WORK ITEM -
From the listing below, copy each line where "continue" occurs.

LISTED ENTRIES -
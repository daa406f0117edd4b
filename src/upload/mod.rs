//! Mask upload.
//!
//! The uploader encodes decoded masks into an export format and drives a
//! multipart upload through an injected [`HttpClient`]. Every failure is
//! caught and shaped into an [`UploadResult`] so UI-triggered batch
//! operations always run to completion; nothing escapes past
//! [`upload_mask`].

mod client;
mod uploader;

pub use client::{
    HttpClient, ReqwestUploadClient, UploadData, UploadForm, UploadResponse, UPLOAD_PATH,
};
pub use uploader::{
    upload_all_masks, upload_mask, upload_masks_for_slice, BatchUploadOptions, SliceUploadOptions,
    SliceUploadSummary, UploadOptions, UploadResult,
};
//! cinemask - RLE mask codec and tar image extractor CLI.
//!
//! Offline workflows around the codec: export decoded masks to files,
//! unpack bulk image archives, and strict-validate RLE payloads.

use std::fs;
use std::process::ExitCode;

use bytes::Bytes;
use clap::Parser;
use tracing::{error, info, warn};
use tracing_subscriber::{layer::SubscriberExt, util::SubscriberInitExt};

use cinemask::{
    archive::{extract_images_from_url, parse_archive, process_records, HttpArchiveFetcher},
    check::check_document,
    config::{CheckConfig, Cli, Command, ExportConfig, ExtractConfig},
    document::SegmentationDocument,
    export::{to_base64, to_json, to_png, ExportFormat},
    mask::{Color, RunLengths},
};

#[tokio::main]
async fn main() -> ExitCode {
    let cli = Cli::parse();

    match cli.into_command() {
        Command::Export(config) => run_export(config),
        Command::Extract(config) => run_extract(config).await,
        Command::Check(config) => run_check(config),
    }
}

// =============================================================================
// Export Command
// =============================================================================

fn run_export(config: ExportConfig) -> ExitCode {
    init_logging(config.verbose);

    if let Err(e) = config.validate() {
        error!("Configuration error: {}", e);
        return ExitCode::FAILURE;
    }

    let document = match load_document(&config.document) {
        Ok(doc) => doc,
        Err(e) => {
            error!("Failed to load document: {}", e);
            return ExitCode::FAILURE;
        }
    };

    // Validated above.
    let Ok(format) = config.format.parse::<ExportFormat>() else {
        return ExitCode::FAILURE;
    };
    let Ok(color) = config.color.parse::<Color>() else {
        return ExitCode::FAILURE;
    };

    if let Err(e) = fs::create_dir_all(&config.out_dir) {
        error!("Failed to create {}: {}", config.out_dir.display(), e);
        return ExitCode::FAILURE;
    }

    info!("Exporting masks:");
    info!("  document: {}", config.document.display());
    info!("  dimensions: {}x{}", config.width, config.height);
    info!("  format: {}", format.name());
    info!("  output: {}", config.out_dir.display());

    let mut written = 0usize;
    let mut failed = 0usize;

    for frame in &document.frames {
        for slice in &frame.slices {
            for record in &slice.masks {
                let Some(contents) = record.contents.as_deref() else {
                    continue;
                };

                let runs = match RunLengths::parse(contents) {
                    Ok(runs) => runs,
                    Err(e) => {
                        warn!(
                            "  {} f{} s{}: {}",
                            record.class_name, frame.frame_index, slice.slice_index, e
                        );
                        failed += 1;
                        continue;
                    }
                };

                let mask = runs.decode(config.width, config.height);
                let filename = format!(
                    "mask_{}_f{}_s{}.{}",
                    record.class_name,
                    frame.frame_index,
                    slice.slice_index,
                    format.extension()
                );

                let payload: Vec<u8> = match format {
                    ExportFormat::Png => match to_png(&mask, color) {
                        Ok(bytes) => bytes.to_vec(),
                        Err(e) => {
                            warn!("  {}: {}", filename, e);
                            failed += 1;
                            continue;
                        }
                    },
                    ExportFormat::Base64 => match to_base64(&mask, color) {
                        Ok(uri) => uri.into_bytes(),
                        Err(e) => {
                            warn!("  {}: {}", filename, e);
                            failed += 1;
                            continue;
                        }
                    },
                    ExportFormat::Json => {
                        let mut metadata = serde_json::Map::new();
                        metadata.insert(
                            "className".to_string(),
                            serde_json::Value::String(record.class_name.clone()),
                        );
                        let json = to_json(&mask, metadata);
                        match serde_json::to_vec_pretty(&json) {
                            Ok(bytes) => bytes,
                            Err(e) => {
                                warn!("  {}: {}", filename, e);
                                failed += 1;
                                continue;
                            }
                        }
                    }
                };

                let path = config.out_dir.join(&filename);
                match fs::write(&path, payload) {
                    Ok(()) => written += 1,
                    Err(e) => {
                        warn!("  {}: {}", path.display(), e);
                        failed += 1;
                    }
                }
            }
        }
    }

    info!("Exported {} mask(s), {} failed", written, failed);
    if written == 0 && failed > 0 {
        ExitCode::FAILURE
    } else {
        ExitCode::SUCCESS
    }
}

// =============================================================================
// Extract Command
// =============================================================================

async fn run_extract(config: ExtractConfig) -> ExitCode {
    init_logging(config.verbose);

    if let Err(e) = config.validate() {
        error!("Configuration error: {}", e);
        return ExitCode::FAILURE;
    }

    let mut extracted = if let Some(url) = &config.url {
        let fetcher = HttpArchiveFetcher::new();
        match extract_images_from_url(&fetcher, url).await {
            Ok(extracted) => extracted,
            Err(e) => {
                error!("Extraction failed: {}", e);
                return ExitCode::FAILURE;
            }
        }
    } else {
        // Validation guarantees a path when no URL is given.
        let Some(path) = &config.archive else {
            return ExitCode::FAILURE;
        };
        let payload = match fs::read(path) {
            Ok(bytes) => Bytes::from(bytes),
            Err(e) => {
                error!("Failed to read {}: {}", path.display(), e);
                return ExitCode::FAILURE;
            }
        };
        process_records(parse_archive(&payload))
    };

    if extracted.is_empty() {
        warn!("No images matched the <name>_<frame>_<slice>.<ext> convention");
        return ExitCode::SUCCESS;
    }

    if let Err(e) = fs::create_dir_all(&config.out_dir) {
        error!("Failed to create {}: {}", config.out_dir.display(), e);
        return ExitCode::FAILURE;
    }

    let frames: Vec<u32> = {
        let mut frames: Vec<u32> = extracted.images.iter().map(|i| i.frame).collect();
        frames.dedup();
        frames
    };
    info!(
        "Extracted {} image(s) across {} frame(s)",
        extracted.len(),
        frames.len()
    );

    let mut written = 0usize;
    for image in &extracted.images {
        let Some(data) = extracted.data(image) else {
            continue;
        };
        // Flatten any archive directory structure into plain filenames.
        let basename = image.name.rsplit('/').next().unwrap_or(&image.name);
        let path = config.out_dir.join(basename);
        match fs::write(&path, data) {
            Ok(()) => written += 1,
            Err(e) => warn!("  {}: {}", path.display(), e),
        }
    }

    info!("Wrote {} image(s) to {}", written, config.out_dir.display());
    extracted.dispose_all();
    ExitCode::SUCCESS
}

// =============================================================================
// Check Command
// =============================================================================

fn run_check(config: CheckConfig) -> ExitCode {
    init_logging(config.verbose);

    if let Err(e) = config.validate() {
        error!("Configuration error: {}", e);
        return ExitCode::FAILURE;
    }

    let document = match load_document(&config.document) {
        Ok(doc) => doc,
        Err(e) => {
            error!("Failed to load document: {}", e);
            return ExitCode::FAILURE;
        }
    };

    info!(
        "Checking RLE payloads against {}x{} masks",
        config.width, config.height
    );

    let verdicts = check_document(&document, config.width, config.height);
    let mut bad = 0usize;

    for verdict in &verdicts {
        match &verdict.outcome {
            Ok(foreground) => info!(
                "  ok   {} f{} s{} ({} foreground px)",
                verdict.class_name, verdict.frame_index, verdict.slice_index, foreground
            ),
            Err(e) => {
                warn!(
                    "  FAIL {} f{} s{}: {}",
                    verdict.class_name, verdict.frame_index, verdict.slice_index, e
                );
                bad += 1;
            }
        }
    }

    info!("Checked {} payload(s), {} failed", verdicts.len(), bad);
    if bad > 0 {
        ExitCode::FAILURE
    } else {
        ExitCode::SUCCESS
    }
}

// =============================================================================
// Helpers
// =============================================================================

fn load_document(path: &std::path::Path) -> Result<SegmentationDocument, String> {
    let text = fs::read_to_string(path).map_err(|e| format!("{}: {}", path.display(), e))?;
    serde_json::from_str(&text).map_err(|e| format!("{}: {}", path.display(), e))
}

fn init_logging(verbose: bool) {
    let default_level = if verbose { "debug" } else { "info" };
    let filter = tracing_subscriber::EnvFilter::try_from_default_env()
        .unwrap_or_else(|_| tracing_subscriber::EnvFilter::new(default_level));

    tracing_subscriber::registry()
        .with(filter)
        .with(tracing_subscriber::fmt::layer().with_target(false))
        .init();
}
//! Configuration management for the cinemask CLI.
//!
//! Three subcommands cover the offline workflows around the codec:
//!
//! - `export` - decode a segmentation document and write per-mask files
//! - `extract` - unpack a tar image archive into individual images
//! - `check` - strict-validate every RLE payload in a document
//!
//! All options can also be set via environment variables with the
//! `CINEMASK_` prefix.

use std::path::PathBuf;

use clap::{Parser, Subcommand};

// =============================================================================
// Default Values
// =============================================================================

/// Default export format.
pub const DEFAULT_FORMAT: &str = "png";

/// Default overlay color.
pub const DEFAULT_COLOR: &str = "#FF0000";

// =============================================================================
// CLI
// =============================================================================

/// cinemask - RLE mask codec and tar image extractor for cardiac-MRI
/// segmentation data.
#[derive(Parser, Debug, Clone)]
#[command(name = "cinemask")]
#[command(author, version, about, long_about = None)]
pub struct Cli {
    #[command(subcommand)]
    command: Command,
}

impl Cli {
    /// Consume the parsed CLI into its command.
    pub fn into_command(self) -> Command {
        self.command
    }
}

/// Top-level subcommands.
#[derive(Subcommand, Debug, Clone)]
pub enum Command {
    /// Decode a segmentation document and export every mask to files.
    Export(ExportConfig),

    /// Extract frame/slice-indexed images from a tar archive.
    Extract(ExtractConfig),

    /// Strict-validate every RLE payload in a segmentation document.
    Check(CheckConfig),
}

// =============================================================================
// Export Command
// =============================================================================

/// Configuration for the `export` subcommand.
#[derive(Parser, Debug, Clone)]
pub struct ExportConfig {
    /// Path to the segmentation document JSON.
    #[arg(long, env = "CINEMASK_DOCUMENT")]
    pub document: PathBuf,

    /// Mask width in pixels (from the source image geometry).
    #[arg(long, env = "CINEMASK_WIDTH")]
    pub width: u32,

    /// Mask height in pixels.
    #[arg(long, env = "CINEMASK_HEIGHT")]
    pub height: u32,

    /// Directory the exported mask files are written into.
    #[arg(long, short, default_value = "masks", env = "CINEMASK_OUT_DIR")]
    pub out_dir: PathBuf,

    /// Export format: png, json or base64.
    #[arg(long, default_value = DEFAULT_FORMAT, env = "CINEMASK_FORMAT")]
    pub format: String,

    /// Overlay color as #RRGGBB.
    #[arg(long, default_value = DEFAULT_COLOR, env = "CINEMASK_COLOR")]
    pub color: String,

    /// Enable verbose logging (debug level).
    #[arg(short, long, default_value_t = false)]
    pub verbose: bool,
}

impl ExportConfig {
    /// Validate the configuration and return an error message if invalid.
    pub fn validate(&self) -> Result<(), String> {
        if self.width == 0 || self.height == 0 {
            return Err(format!(
                "mask dimensions must be positive, got {}x{}",
                self.width, self.height
            ));
        }
        if self.format.parse::<crate::export::ExportFormat>().is_err() {
            return Err(format!(
                "unsupported format {:?}: expected png, json or base64",
                self.format
            ));
        }
        if self.color.parse::<crate::mask::Color>().is_err() {
            return Err(format!(
                "invalid color {:?}: expected #RRGGBB",
                self.color
            ));
        }
        Ok(())
    }
}

// =============================================================================
// Extract Command
// =============================================================================

/// Configuration for the `extract` subcommand.
#[derive(Parser, Debug, Clone)]
pub struct ExtractConfig {
    /// Path to a local tar archive.
    #[arg(long, env = "CINEMASK_ARCHIVE", conflicts_with = "url")]
    pub archive: Option<PathBuf>,

    /// URL of a remote tar archive.
    #[arg(long, env = "CINEMASK_ARCHIVE_URL")]
    pub url: Option<String>,

    /// Directory the extracted images are written into.
    #[arg(long, short, default_value = "images", env = "CINEMASK_OUT_DIR")]
    pub out_dir: PathBuf,

    /// Enable verbose logging (debug level).
    #[arg(short, long, default_value_t = false)]
    pub verbose: bool,
}

impl ExtractConfig {
    /// Validate the configuration and return an error message if invalid.
    pub fn validate(&self) -> Result<(), String> {
        if self.archive.is_none() && self.url.is_none() {
            return Err(
                "no archive source: set --archive <path> or --url <url>".to_string(),
            );
        }
        Ok(())
    }
}

// =============================================================================
// Check Command
// =============================================================================

/// Configuration for the `check` subcommand.
#[derive(Parser, Debug, Clone)]
pub struct CheckConfig {
    /// Path to the segmentation document JSON.
    #[arg(long, env = "CINEMASK_DOCUMENT")]
    pub document: PathBuf,

    /// Mask width in pixels.
    #[arg(long, env = "CINEMASK_WIDTH")]
    pub width: u32,

    /// Mask height in pixels.
    #[arg(long, env = "CINEMASK_HEIGHT")]
    pub height: u32,

    /// Enable verbose logging (debug level).
    #[arg(short, long, default_value_t = false)]
    pub verbose: bool,
}

impl CheckConfig {
    /// Validate the configuration and return an error message if invalid.
    pub fn validate(&self) -> Result<(), String> {
        if self.width == 0 || self.height == 0 {
            return Err(format!(
                "mask dimensions must be positive, got {}x{}",
                self.width, self.height
            ));
        }
        Ok(())
    }
}

// =============================================================================
// Tests
// =============================================================================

EXERCISE SOLUTION -
                    continue;
                        continue;
                            continue;
                            continue;
                                continue;
            continue;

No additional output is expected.